Переезд из Азии в Европу нашей семьи для меня был сущей трагедией. Два года были для меня самыми бездарными годами жизни. Из тайги да в поле на средне - европейскую возвышенность. Житие в многопанельной коробке, смена обстановки, смена ландшафта, смена школы, климата. Я болел, перестал читать, учился плохо, и бездарно проводил время.  Я ничем не выделялся из остальных, да и не старался этого делать. Однако некоторые способности мне пришлось применить, чтобы гасить жизненное время, испытывая при этом развлечение. Мое умение играть на музыкальных инструментах пригодилось, когда в школе организовывали вокально-инструментальные ансамбли, дань западной моде. С электрогитарой я освоился быстро. Мы играли не только на школьных вечерах, танцах, но иной раз нашу музыкальную группу приглашали  на заводы, фабрики, в колхозы. Некоторый успех у публики был, репертуар был примитивен: популярные в то время шлягеры; играть доставляло удовольствие; и платили хоть небольшие, деньги.
Моими товарищами были дети военных. Один из них, - сын военного штурмана транспортной авиации,- стал мне другом. Вместе с ним мы отправились поступать в летное училище после окончания школы. Выбрать профессию штурмана мне помогла, конечно, генетическая предрасположенность. Штурман, как и геолог, имеет дело с картами. К картам я и по сю пору неравнодушен. Карты схематизировали землю, в картах земля обобщалась, разоблачалась и делалась понятнее и роднее.
При поступлении в училище со мной по моей искренности и наивности происходили различные курьезы. Помню на мандатной комиссии, состоящей из важных армейских чинов, меня спросили, почему я выбрал факультет транспортной авиации? (а были еще факультеты морской ракетоносной, противолодочной) я ответил честно и искренне, что хочу увидеть землю сверху, ее многообразие. Это вызвало непонятную мне бурю гнева у членов комиссии. Один из них мне пояснил, что приехал я в первую очередь «учиться защищать Родину». В отместку за мою искренность меня определили на факультет морской ракетоносной авиации, о чем я впоследствии не жалел.

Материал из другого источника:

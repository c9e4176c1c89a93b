//! Baseline Lookup (C6): five-level fallback with weighted aggregation
//! across already-percentiled buckets. `BaselineLookup` drives `base:`/
//! `dur:` keys; `SpanBaselineLookup` is the identical shape over
//! `spanbase:`/`spandur:` keys (spec.md §4.6).

use crate::core::config::FallbackConfig;
use crate::core::keys::{baseline_key, span_baseline_key};
use crate::core::model::{Baseline, BaselineResult, BaselineSource, DayType, TimeBucket};
use crate::core::store::Store;
use std::sync::Arc;
use tracing::warn;

const ALL_HOURS: [u8; 24] = [
    0, 1, 2, 3, 4, 5, 6, 7, 8, 9, 10, 11, 12, 13, 14, 15, 16, 17, 18, 19, 20, 21, 22, 23,
];
const ALL_DAY_TYPES: [DayType; 2] = [DayType::Weekday, DayType::Weekend];

/// Sample-count-weighted aggregation of already-percentiled baselines
/// (spec.md §4.6's caveat: this approximates percentiles over the raw
/// samples and is documented as such, not "corrected").
fn aggregate(baselines: &[Baseline]) -> Baseline {
    let total: i64 = baselines.iter().map(|b| b.sample_count).sum();
    if total == 0 {
        return Baseline::zero();
    }
    let total_f = total as f64;
    let mut p50 = 0.0;
    let mut p95 = 0.0;
    let mut mad = 0.0;
    let mut updated_at = baselines[0].updated_at;
    for b in baselines {
        let weight = b.sample_count as f64 / total_f;
        p50 += b.p50 * weight;
        p95 += b.p95 * weight;
        mad += b.mad * weight;
        if b.updated_at > updated_at {
            updated_at = b.updated_at;
        }
    }
    Baseline {
        p50,
        p95,
        mad,
        sample_count: total,
        updated_at,
    }
}

/// Neighbor hours in the order `±1, ±2, ..., ±range`, wrapping modulo 24,
/// deduplicated.
fn nearby_hours(hour: u8, range: u8) -> Vec<u8> {
    let mut seen = std::collections::HashSet::new();
    let mut hours = Vec::new();
    for i in 1..=range as i32 {
        for delta in [-i, i] {
            let h = (hour as i32 + delta).rem_euclid(24) as u8;
            if h != hour && seen.insert(h) {
                hours.push(h);
            }
        }
    }
    hours
}

type KeyFn = fn(&str, &str, TimeBucket) -> String;

pub struct BaselineLookup {
    store: Arc<dyn Store>,
    fallback: FallbackConfig,
    min_samples: i64,
}

impl BaselineLookup {
    pub fn new(store: Arc<dyn Store>, fallback: FallbackConfig, min_samples: i64) -> Self {
        BaselineLookup {
            store,
            fallback,
            min_samples,
        }
    }

    pub async fn lookup(&self, service: &str, endpoint: &str, bucket: TimeBucket) -> BaselineResult {
        lookup_impl(
            &self.store,
            service,
            endpoint,
            bucket,
            &self.fallback,
            self.min_samples,
            baseline_key,
        )
        .await
    }
}

pub struct SpanBaselineLookup {
    store: Arc<dyn Store>,
    fallback: FallbackConfig,
    min_samples: i64,
}

impl SpanBaselineLookup {
    pub fn new(store: Arc<dyn Store>, fallback: FallbackConfig, min_samples: i64) -> Self {
        SpanBaselineLookup {
            store,
            fallback,
            min_samples,
        }
    }

    pub async fn lookup(&self, service: &str, span_name: &str, bucket: TimeBucket) -> BaselineResult {
        lookup_impl(
            &self.store,
            service,
            span_name,
            bucket,
            &self.fallback,
            self.min_samples,
            span_baseline_key,
        )
        .await
    }
}

async fn lookup_impl(
    store: &Arc<dyn Store>,
    service: &str,
    leaf: &str,
    bucket: TimeBucket,
    fallback: &FallbackConfig,
    min_samples: i64,
    key_of: KeyFn,
) -> BaselineResult {
    // Level 1 -- exact.
    match store.get_baseline(&key_of(service, leaf, bucket)).await {
        Ok(Some(baseline)) if baseline.sample_count >= min_samples => {
            return BaselineResult {
                baseline: Some(baseline),
                source: BaselineSource::Exact,
                fallback_level: 1,
                details: format!("exact match: {}|{}", bucket.hour, bucket.day_type.as_str()),
                cannot_determine: false,
            };
        }
        Ok(_) => {}
        Err(err) => warn!(%err, "level-1 lookup failed, treating as no data"),
    }

    // Level 2 -- nearby hours.
    if fallback.nearby_hours_enabled {
        let neighbor_hours = nearby_hours(bucket.hour, fallback.nearby_hours_range);
        let keys: Vec<String> = neighbor_hours
            .iter()
            .map(|&h| {
                key_of(
                    service,
                    leaf,
                    TimeBucket {
                        hour: h,
                        day_type: bucket.day_type,
                    },
                )
            })
            .collect();

        match store.get_baselines(&keys).await {
            Ok(found) => {
                let mut contributing_hours = Vec::new();
                let mut baselines = Vec::new();
                for (hour, key) in neighbor_hours.iter().zip(keys.iter()) {
                    if let Some(b) = found.get(key) {
                        if b.sample_count <= 0 {
                            continue;
                        }
                        contributing_hours.push(*hour);
                        baselines.push(*b);
                    }
                }
                let total: i64 = baselines.iter().map(|b| b.sample_count).sum();
                if total >= fallback.nearby_min_samples && !baselines.is_empty() {
                    let hours_str = contributing_hours
                        .iter()
                        .map(|h| h.to_string())
                        .collect::<Vec<_>>()
                        .join(",");
                    return BaselineResult {
                        baseline: Some(aggregate(&baselines)),
                        source: BaselineSource::Nearby,
                        fallback_level: 2,
                        details: format!("nearby hours: {hours_str} ({})", bucket.day_type.as_str()),
                        cannot_determine: false,
                    };
                }
            }
            Err(err) => warn!(%err, "level-2 lookup failed, treating as no data"),
        }
    }

    // Level 3 -- day-type global.
    if fallback.day_type_global_enabled {
        let keys: Vec<String> = ALL_HOURS
            .iter()
            .map(|&h| {
                key_of(
                    service,
                    leaf,
                    TimeBucket {
                        hour: h,
                        day_type: bucket.day_type,
                    },
                )
            })
            .collect();

        match store.get_baselines(&keys).await {
            Ok(found) => {
                let mut contributing_hours: Vec<u8> = Vec::new();
                let mut baselines = Vec::new();
                for (hour, key) in ALL_HOURS.iter().zip(keys.iter()) {
                    if let Some(b) = found.get(key) {
                        if b.sample_count <= 0 {
                            continue;
                        }
                        contributing_hours.push(*hour);
                        baselines.push(*b);
                    }
                }
                let total: i64 = baselines.iter().map(|b| b.sample_count).sum();
                if total >= fallback.day_type_global_min_samples && !baselines.is_empty() {
                    contributing_hours.sort_unstable();
                    let hours_str = contributing_hours
                        .iter()
                        .map(|h| h.to_string())
                        .collect::<Vec<_>>()
                        .join(",");
                    return BaselineResult {
                        baseline: Some(aggregate(&baselines)),
                        source: BaselineSource::Daytype,
                        fallback_level: 3,
                        details: format!("daytype={} hours={hours_str}", bucket.day_type.as_str()),
                        cannot_determine: false,
                    };
                }
            }
            Err(err) => warn!(%err, "level-3 lookup failed, treating as no data"),
        }
    }

    // Level 4 -- full global.
    if fallback.full_global_enabled {
        let keys: Vec<String> = ALL_DAY_TYPES
            .iter()
            .flat_map(|&dt| {
                ALL_HOURS.iter().map(move |&h| {
                    key_of(
                        service,
                        leaf,
                        TimeBucket {
                            hour: h,
                            day_type: dt,
                        },
                    )
                })
            })
            .collect();

        match store.get_baselines(&keys).await {
            Ok(found) => {
                let baselines: Vec<Baseline> = keys
                    .iter()
                    .filter_map(|k| found.get(k).copied().filter(|b| b.sample_count > 0))
                    .collect();
                let total: i64 = baselines.iter().map(|b| b.sample_count).sum();
                if total >= fallback.full_global_min_samples && !baselines.is_empty() {
                    return BaselineResult {
                        baseline: Some(aggregate(&baselines)),
                        source: BaselineSource::Global,
                        fallback_level: 4,
                        details: "full global across all hours/daytypes".to_string(),
                        cannot_determine: false,
                    };
                }
            }
            Err(err) => warn!(%err, "level-4 lookup failed, treating as no data"),
        }
    }

    // Level 5 -- unavailable.
    BaselineResult {
        baseline: None,
        source: BaselineSource::Unavailable,
        fallback_level: 5,
        details: "no baseline data available".to_string(),
        cannot_determine: true,
    }
}
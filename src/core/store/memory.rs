//! In-memory `Store` implementation. Used by the core's own tests and
//! usable as a standalone backend for development. Grounded in the teacher's
//! `RwLock<HashMap<String, VecDeque<_>>>` per-key windowing idiom
//! (`route_quality::baseline::BaselineCalculator`), swapped to `parking_lot`
//! locks for the same reason the teacher uses them: short critical sections,
//! no `.await` held across a lock.

use super::{BaselineOps, DedupOps, DirtyOps, DurationOps, ListOps, Store};
use crate::core::error::CoreResult;
use crate::core::model::Baseline;
use async_trait::async_trait;
use chrono::Utc;
use parking_lot::RwLock;
use std::collections::{HashMap, HashSet, VecDeque};
use std::time::{Duration, Instant};

#[derive(Default)]
pub struct MemoryStore {
    durations: RwLock<HashMap<String, VecDeque<i64>>>,
    baselines: RwLock<HashMap<String, Baseline>>,
    dedup: RwLock<HashMap<String, Instant>>,
    dirty: RwLock<HashSet<String>>,
}

impl MemoryStore {
    pub fn new() -> Self {
        Self::default()
    }
}

#[async_trait]
impl DurationOps for MemoryStore {
    async fn append_duration(&self, key: &str, ms: i64, window_size: usize) -> CoreResult<()> {
        let mut durations = self.durations.write();
        let window = durations.entry(key.to_string()).or_default();
        window.push_front(ms);
        window.truncate(window_size.max(1));
        Ok(())
    }

    async fn get_durations(&self, key: &str) -> CoreResult<Vec<i64>> {
        Ok(self
            .durations
            .read()
            .get(key)
            .map(|w| w.iter().copied().collect())
            .unwrap_or_default())
    }
}

#[async_trait]
impl BaselineOps for MemoryStore {
    async fn get_baseline(&self, key: &str) -> CoreResult<Option<Baseline>> {
        Ok(self.baselines.read().get(key).copied())
    }

    async fn set_baseline(&self, key: &str, mut baseline: Baseline) -> CoreResult<()> {
        if baseline.updated_at.timestamp() == 0 {
            baseline.updated_at = Utc::now();
        }
        self.baselines.write().insert(key.to_string(), baseline);
        Ok(())
    }

    async fn get_baselines(&self, keys: &[String]) -> CoreResult<HashMap<String, Baseline>> {
        let baselines = self.baselines.read();
        Ok(keys
            .iter()
            .filter_map(|k| baselines.get(k).map(|b| (k.clone(), *b)))
            .collect())
    }
}

#[async_trait]
impl DedupOps for MemoryStore {
    async fn is_duplicate_or_mark(&self, trace_id: &str, ttl: Duration) -> CoreResult<bool> {
        let now = Instant::now();
        let mut dedup = self.dedup.write();
        if let Some(expires_at) = dedup.get(trace_id) {
            if *expires_at > now {
                return Ok(true);
            }
        }
        dedup.insert(trace_id.to_string(), now + ttl);
        Ok(false)
    }
}

#[async_trait]
impl DirtyOps for MemoryStore {
    async fn mark_dirty(&self, key: &str) -> CoreResult<()> {
        self.dirty.write().insert(key.to_string());
        Ok(())
    }

    async fn pop_dirty_batch(&self, n: usize) -> CoreResult<Vec<String>> {
        let mut dirty = self.dirty.write();
        let keys: Vec<String> = dirty.iter().take(n).cloned().collect();
        for key in &keys {
            dirty.remove(key);
        }
        Ok(keys)
    }
}

#[async_trait]
impl ListOps for MemoryStore {
    async fn list_baseline_keys(&self, min_samples: i64) -> CoreResult<Vec<String>> {
        Ok(self
            .baselines
            .read()
            .iter()
            .filter(|(_, b)| b.sample_count >= min_samples)
            .map(|(k, _)| k.clone())
            .collect())
    }
}

impl Store for MemoryStore {}
//! tempo-latency-guard binary: loads configuration, wires the app, and
//! runs it to completion.

use anyhow::{Context, Result};
use clap::Parser;
use std::path::{Path, PathBuf};
use tempo_latency_guard::{App, Config};
use tracing::info;
use tracing_subscriber::{layer::SubscriberExt, util::SubscriberInitExt};

#[derive(Parser, Debug)]
#[command(name = "tempo-latency-guard", version, about)]
struct Cli {
    /// Path to a YAML config file. Missing CLI flag means defaults+env only.
    #[arg(long, env = "CONFIG_PATH")]
    config: Option<PathBuf>,
}

#[tokio::main]
async fn main() -> Result<()> {
    load_env();
    init_tracing();

    let cli = Cli::parse();
    let config = Config::load(cli.config.as_deref()).context("loading configuration")?;

    info!(
        timezone = %config.timezone,
        redis_host = %config.redis.host,
        tempo_url = %config.tempo.url,
        "tempo-latency-guard starting"
    );

    let app = App::new(config).await.context("building app")?;
    app.run().await.context("running app")?;

    Ok(())
}

fn init_tracing() {
    tracing_subscriber::registry()
        .with(
            tracing_subscriber::EnvFilter::try_from_default_env()
                .unwrap_or_else(|_| "tempo_latency_guard=info,tower_http=info".into()),
        )
        .with(tracing_subscriber::fmt::layer())
        .init();
}

fn load_env() {
    let _ = dotenv::dotenv();

    let manifest_dir = Path::new(env!("CARGO_MANIFEST_DIR"));
    let candidates = [manifest_dir.join(".env"), manifest_dir.join("../.env")];
    for p in candidates {
        if p.exists() {
            let _ = dotenv::from_path(&p);
        }
    }
}
//! App/Lifecycle (C12): wires C1-C11 from [`Config`] and drives the three
//! structured-concurrency tasks (HTTP server, trace poller, recompute
//! worker) under one cancellation token, with a bounded graceful-shutdown
//! drain. Grounded in `original_source/internal/app/{app,lifecycle}.go`'s
//! wiring shape.

use crate::config::Config;
use crate::core::evaluator::Evaluator;
use crate::core::ingest::{Ingest, IngestConfig};
use crate::core::introspection::TraceIntrospection;
use crate::core::list_available::ListAvailable;
use crate::core::lookup::{BaselineLookup, SpanBaselineLookup};
use crate::core::poller::{RecomputeWorker, TracePoller};
use crate::core::recompute::{Recomputer, DEFAULT_BATCH_SIZE};
use crate::core::store::redis_store::RedisStore;
use crate::core::store::Store;
use crate::core::trace_source::{HttpTraceSource, TraceSource};
use crate::facade::{self, AppState};
use anyhow::Context;
use metrics_exporter_prometheus::PrometheusBuilder;
use std::sync::Arc;
use std::time::Duration;
use tokio_util::sync::CancellationToken;
use tower_http::cors::CorsLayer;
use tower_http::timeout::TimeoutLayer;
use tower_http::trace::TraceLayer;
use tracing::{error, info, warn};

/// Time budget for draining in-flight work after a shutdown signal
/// (spec.md §5).
const SHUTDOWN_DRAIN_TIMEOUT: Duration = Duration::from_secs(10);

pub struct App {
    state: AppState,
    poller: Arc<TracePoller>,
    recompute_worker: Arc<RecomputeWorker>,
    http_port: u16,
    http_timeout: Duration,
}

impl App {
    pub async fn new(config: Config) -> anyhow::Result<App> {
        let store: Arc<dyn Store> = Arc::new(
            RedisStore::connect(&(&config.redis).into())
                .await
                .context("connecting to redis store")?,
        );

        let ingest = Arc::new(Ingest::new(
            store.clone(),
            config.timezone.clone(),
            IngestConfig {
                dedup_ttl: config.dedup.ttl,
                window_size: config.window_size,
            },
        ));
        let recomputer = Arc::new(Recomputer::new(store.clone()));

        let lookup = Arc::new(BaselineLookup::new(
            store.clone(),
            config.fallback.clone(),
            config.stats.min_samples,
        ));
        let span_lookup = Arc::new(SpanBaselineLookup::new(
            store.clone(),
            config.fallback.clone(),
            config.stats.min_samples,
        ));
        let evaluator = Arc::new(Evaluator::new(
            lookup.clone(),
            span_lookup.clone(),
            config.stats.clone(),
            config.timezone.clone(),
        ));
        let list_available = Arc::new(ListAvailable::new(store.clone()));

        let trace_source: Arc<dyn TraceSource> = Arc::new(
            HttpTraceSource::new(config.tempo.url.clone(), config.tempo.auth_token.clone())
                .context("building trace-source client")?,
        );
        let introspection = Arc::new(TraceIntrospection::new(trace_source.clone(), evaluator.clone()));

        let metrics_handle = PrometheusBuilder::new()
            .install_recorder()
            .context("installing prometheus recorder")?;

        let state = AppState {
            store: store.clone(),
            lookup,
            span_lookup,
            evaluator,
            list_available,
            introspection,
            metrics_handle,
        };

        let poller = Arc::new(TracePoller::new(trace_source, ingest, config.polling.clone()));
        let recompute_worker = Arc::new(RecomputeWorker::new(
            recomputer,
            config.polling.baseline_interval,
            DEFAULT_BATCH_SIZE,
        ));

        Ok(App {
            state,
            poller,
            recompute_worker,
            http_port: config.http.port,
            http_timeout: config.http.timeout,
        })
    }

    pub async fn run(self) -> anyhow::Result<()> {
        let cancel = CancellationToken::new();

        let router = facade::router(self.state.clone())
            .layer(CorsLayer::permissive())
            .layer(TraceLayer::new_for_http())
            .layer(TimeoutLayer::new(self.http_timeout));
        let listener = tokio::net::TcpListener::bind(("0.0.0.0", self.http_port))
            .await
            .with_context(|| format!("binding http port {}", self.http_port))?;
        info!(port = self.http_port, "http server listening");

        let server_cancel = cancel.clone();
        let server_task = tokio::spawn(async move {
            let serve = axum::serve(listener, router).with_graceful_shutdown(async move {
                server_cancel.cancelled().await;
            });
            if let Err(err) = serve.await {
                error!(%err, "http server error");
            }
        });

        let poller = self.poller.clone();
        let poller_cancel = cancel.clone();
        let poller_task = tokio::spawn(async move {
            poller.run(poller_cancel).await;
        });

        let worker = self.recompute_worker.clone();
        let worker_cancel = cancel.clone();
        let worker_task = tokio::spawn(async move {
            worker.run(worker_cancel).await;
        });

        shutdown_signal().await;
        info!("shutdown signal received, draining");
        cancel.cancel();

        let drain = tokio::time::timeout(SHUTDOWN_DRAIN_TIMEOUT, async {
            let _ = tokio::join!(server_task, poller_task, worker_task);
        });
        if drain.await.is_err() {
            warn!("graceful shutdown timed out after {:?}", SHUTDOWN_DRAIN_TIMEOUT);
        }

        self.state.store.close();
        Ok(())
    }
}

async fn shutdown_signal() {
    let ctrl_c = async {
        tokio::signal::ctrl_c()
            .await
            .expect("failed to install ctrl_c handler");
    };

    #[cfg(unix)]
    let terminate = async {
        tokio::signal::unix::signal(tokio::signal::unix::SignalKind::terminate())
            .expect("failed to install sigterm handler")
            .recv()
            .await;
    };

    #[cfg(not(unix))]
    let terminate = std::future::pending::<()>();

    tokio::select! {
        _ = ctrl_c => {},
        _ = terminate => {},
    }
}
//! Config (C10): layered YAML + environment-variable configuration.
//!
//! A YAML file (optional) is deserialized into [`Config`], which carries
//! [`Default`] for every field (defaults matching spec.md §6 exactly). Every
//! field is then re-checked against an environment variable named by its
//! dotted path, upper-cased, dots replaced with underscores (e.g.
//! `stats.minSamples` -> `STATS_MINSAMPLES`); a present env var always wins
//! over both file and default.
//!
//! No generic layered-config crate is used: the override surface is small
//! and fixed (SPEC_FULL.md §9), so a direct pass over the typed struct is
//! simpler than a config-crate adapter layer.

use crate::core::config::{DedupConfig, FallbackConfig, PollingConfig, StatsConfig};
use crate::core::store::redis_store::RedisConfig;
use serde::{Deserialize, Serialize};
use std::env;
use std::path::Path;
use std::time::Duration;

#[derive(Debug, Clone, Serialize, Deserialize)]
#[serde(default, rename_all = "camelCase")]
pub struct TempoConfig {
    pub url: String,
    pub auth_token: String,
}

impl Default for TempoConfig {
    fn default() -> Self {
        TempoConfig {
            url: "http://localhost:3200".to_string(),
            auth_token: String::new(),
        }
    }
}

#[derive(Debug, Clone, Serialize, Deserialize)]
#[serde(default, rename_all = "camelCase")]
pub struct HttpConfig {
    pub port: u16,
    #[serde(with = "duration_serde")]
    pub timeout: Duration,
}

impl Default for HttpConfig {
    fn default() -> Self {
        HttpConfig {
            port: 8080,
            timeout: Duration::from_secs(15),
        }
    }
}

#[derive(Debug, Clone, Serialize, Deserialize)]
#[serde(default, rename_all = "camelCase")]
pub struct RedisSettings {
    pub host: String,
    pub port: u16,
    pub password: String,
    pub db: i64,
}

impl Default for RedisSettings {
    fn default() -> Self {
        RedisSettings {
            host: "127.0.0.1".to_string(),
            port: 6379,
            password: String::new(),
            db: 0,
        }
    }
}

impl From<&RedisSettings> for RedisConfig {
    fn from(s: &RedisSettings) -> Self {
        RedisConfig {
            host: s.host.clone(),
            port: s.port,
            password: s.password.clone(),
            db: s.db,
        }
    }
}

#[derive(Debug, Clone, Serialize, Deserialize)]
#[serde(default, rename_all = "camelCase")]
pub struct Config {
    pub timezone: String,
    pub window_size: usize,
    pub redis: RedisSettings,
    pub tempo: TempoConfig,
    pub stats: StatsConfig,
    pub dedup: DedupConfig,
    pub polling: PollingConfig,
    pub fallback: FallbackConfig,
    pub http: HttpConfig,
}

impl Default for Config {
    fn default() -> Self {
        Config {
            timezone: "Asia/Taipei".to_string(),
            window_size: 1000,
            redis: RedisSettings::default(),
            tempo: TempoConfig::default(),
            stats: StatsConfig::default(),
            dedup: DedupConfig::default(),
            polling: PollingConfig::default(),
            fallback: FallbackConfig::default(),
            http: HttpConfig::default(),
        }
    }
}

impl Config {
    /// Loads defaults, optionally overlaid by a YAML file, then overlaid by
    /// environment variables. A supplied path that cannot be read or parsed
    /// is a hard error; no path means defaults-plus-env only.
    pub fn load(path: Option<&Path>) -> anyhow::Result<Config> {
        let mut config = match path {
            Some(path) => {
                let contents = std::fs::read_to_string(path)
                    .map_err(|e| anyhow::anyhow!("reading config file {}: {e}", path.display()))?;
                serde_yaml::from_str(&contents)
                    .map_err(|e| anyhow::anyhow!("parsing config file {}: {e}", path.display()))?
            }
            None => Config::default(),
        };
        config.apply_env_overrides();
        Ok(config)
    }

    fn apply_env_overrides(&mut self) {
        env_str("TIMEZONE", &mut self.timezone);
        env_parsed("WINDOWSIZE", &mut self.window_size);

        env_str("REDIS_HOST", &mut self.redis.host);
        env_parsed("REDIS_PORT", &mut self.redis.port);
        env_str("REDIS_PASSWORD", &mut self.redis.password);
        env_parsed("REDIS_DB", &mut self.redis.db);

        env_str("TEMPO_URL", &mut self.tempo.url);
        env_str("TEMPO_AUTHTOKEN", &mut self.tempo.auth_token);

        env_parsed("STATS_FACTOR", &mut self.stats.factor);
        env_parsed("STATS_K", &mut self.stats.k);
        env_parsed("STATS_MINSAMPLES", &mut self.stats.min_samples);

        env_duration("DEDUP_TTL", &mut self.dedup.ttl);

        env_duration("POLLING_TEMPOINTERVAL", &mut self.polling.tempo_interval);
        env_duration("POLLING_TEMPOLOOKBACK", &mut self.polling.tempo_lookback);
        env_duration("POLLING_BASELINEINTERVAL", &mut self.polling.baseline_interval);
        env_parsed("POLLING_BACKFILLENABLED", &mut self.polling.backfill_enabled);
        env_duration("POLLING_BACKFILLDURATION", &mut self.polling.backfill_duration);
        env_duration("POLLING_BACKFILLBATCH", &mut self.polling.backfill_batch);
        env_parsed(
            "POLLING_SPANTRACKINGENABLED",
            &mut self.polling.span_tracking_enabled,
        );

        env_parsed("FALLBACK_NEARBYHOURSENABLED", &mut self.fallback.nearby_hours_enabled);
        env_parsed("FALLBACK_NEARBYHOURSRANGE", &mut self.fallback.nearby_hours_range);
        env_parsed("FALLBACK_NEARBYMINSAMPLES", &mut self.fallback.nearby_min_samples);
        env_parsed(
            "FALLBACK_DAYTYPEGLOBALENABLED",
            &mut self.fallback.day_type_global_enabled,
        );
        env_parsed(
            "FALLBACK_DAYTYPEGLOBALMINSAMPLES",
            &mut self.fallback.day_type_global_min_samples,
        );
        env_parsed("FALLBACK_FULLGLOBALENABLED", &mut self.fallback.full_global_enabled);
        env_parsed(
            "FALLBACK_FULLGLOBALMINSAMPLES",
            &mut self.fallback.full_global_min_samples,
        );

        env_parsed("HTTP_PORT", &mut self.http.port);
        env_duration("HTTP_TIMEOUT", &mut self.http.timeout);
    }
}

fn env_str(key: &str, target: &mut String) {
    if let Ok(val) = env::var(key) {
        *target = val;
    }
}

fn env_parsed<T: std::str::FromStr>(key: &str, target: &mut T) {
    if let Ok(val) = env::var(key) {
        if let Ok(parsed) = val.parse() {
            *target = parsed;
        }
    }
}

fn env_duration(key: &str, target: &mut Duration) {
    if let Ok(val) = env::var(key) {
        if let Ok(parsed) = humantime::parse_duration(&val) {
            *target = parsed;
        }
    }
}

/// Human-readable duration (de)serialization (`"30s"`, `"6h"`) for the YAML
/// layer, in place of the teacher's millis-as-u64 `duration_serde`.
pub mod duration_serde {
    use serde::{Deserialize, Deserializer, Serializer};
    use std::time::Duration;

    pub fn serialize<S>(duration: &Duration, serializer: S) -> Result<S::Ok, S::Error>
    where
        S: Serializer,
    {
        serializer.serialize_str(&humantime::format_duration(*duration).to_string())
    }

    pub fn deserialize<'de, D>(deserializer: D) -> Result<Duration, D::Error>
    where
        D: Deserializer<'de>,
    {
        let s = String::deserialize(deserializer)?;
        humantime::parse_duration(&s).map_err(serde::de::Error::custom)
    }
}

Пожалуй, главная достопримечательность курсантской жизни - курсанта освобождали от всего мирского, освобождали я имею ввиду, от добывания пищи, одежды, денег, под строгим запретом были алкоголь, блуд, азартные игры, радиоприемники и телевизор дозволялось смотреть полчаса в сутки информационную программу. От курсанта требовали двух качеств: здоровья и стремление к учебе. Дисциплина была лишь вспомогательной дисциплиной. Через год наши ряды редели, отсевались непригодные по неимению все тех же качеств: здоровья и стремление к учебе и уже через год в своих сокурсниках и в себе самом я наблюдал положительные изменения как и во внешнем облике(свежесть лица, телесная выправка, ясный взгляд) так и во внутреннем состоянии: душевная твердость, жизнерадостность. Мы жили приблизительно так, как жили первоначально в монашеских общежительных монастырях за исключением того что в рационе питания всегда присутствовало мясо, шоколад (летная и реактивная нормы питания), а литургию нам заменяли различные разводы под оркестр,(чувствовал дрожь и волнение во всех членах при прохождении строем) комсомольские собрания, на которых обсуждались и осуждались те или иные «нравственные порчи» курсантов и политические занятия по марксистско- ленинской подготовке, которые ни в коей мере не затрагивали душевной жизни, а выполнялись больше формально, как некий пустой, но все- таки необходимый ритуал. Это были годы для меня лучшие в душевном отношении во всей моей последующей жизни, хотя по правде я не очень то и ценил тогда эти годы и с щемящим чувством ностальгии вспоминаю эти годы душевной чистоты, телесного здоровья и свежести, бодрости и жадности до знаний разбуженного чистого ума, поглощающего не только специальные науки, которые преподавались (самолетовождение, бомбометание и т.д.) но и впервые, философия, в марксистско-ленинской интерпретации, история по любознательности и душевному влечению, поэзия потому что волновала душу и кровь и художественная литература как противовес техническому и математическому направлению ума, который требовала сама штурманская профессия.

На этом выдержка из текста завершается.